Exercise directions:
Each line at or after the one containing "if capacity_water_oz <= 0.0" should be transcribed exactly, up to and including the final line of the data.

(Collected data)
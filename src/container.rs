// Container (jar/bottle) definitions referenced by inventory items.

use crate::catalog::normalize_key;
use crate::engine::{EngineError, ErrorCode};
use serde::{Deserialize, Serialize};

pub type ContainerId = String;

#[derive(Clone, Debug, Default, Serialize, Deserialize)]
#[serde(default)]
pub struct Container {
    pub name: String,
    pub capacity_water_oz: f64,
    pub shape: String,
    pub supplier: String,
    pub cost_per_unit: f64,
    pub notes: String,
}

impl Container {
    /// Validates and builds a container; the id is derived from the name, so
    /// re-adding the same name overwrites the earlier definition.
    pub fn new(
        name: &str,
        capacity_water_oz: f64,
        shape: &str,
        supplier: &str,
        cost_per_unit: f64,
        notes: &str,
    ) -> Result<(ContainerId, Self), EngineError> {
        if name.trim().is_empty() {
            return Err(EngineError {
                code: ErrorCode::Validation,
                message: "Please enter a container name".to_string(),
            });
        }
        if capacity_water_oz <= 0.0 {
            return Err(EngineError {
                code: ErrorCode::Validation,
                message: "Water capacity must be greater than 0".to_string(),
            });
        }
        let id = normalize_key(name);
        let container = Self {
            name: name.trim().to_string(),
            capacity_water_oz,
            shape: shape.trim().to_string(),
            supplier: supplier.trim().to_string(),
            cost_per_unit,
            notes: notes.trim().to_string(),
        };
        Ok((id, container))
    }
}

Output for this task:
        if capacity_water_oz <= 0.0 {
            return Err(EngineError {
                code: ErrorCode::Validation,
                message: "Water capacity must be greater than 0".to_string(),
            });
        }
        let id = normalize_key(name);
        let container = Self {
            name: name.trim().to_string(),
            capacity_water_oz,
            shape: shape.trim().to_string(),
            supplier: supplier.trim().to_string(),
            cost_per_unit,
            notes: notes.trim().to_string(),
        };
        Ok((id, container))
    }
}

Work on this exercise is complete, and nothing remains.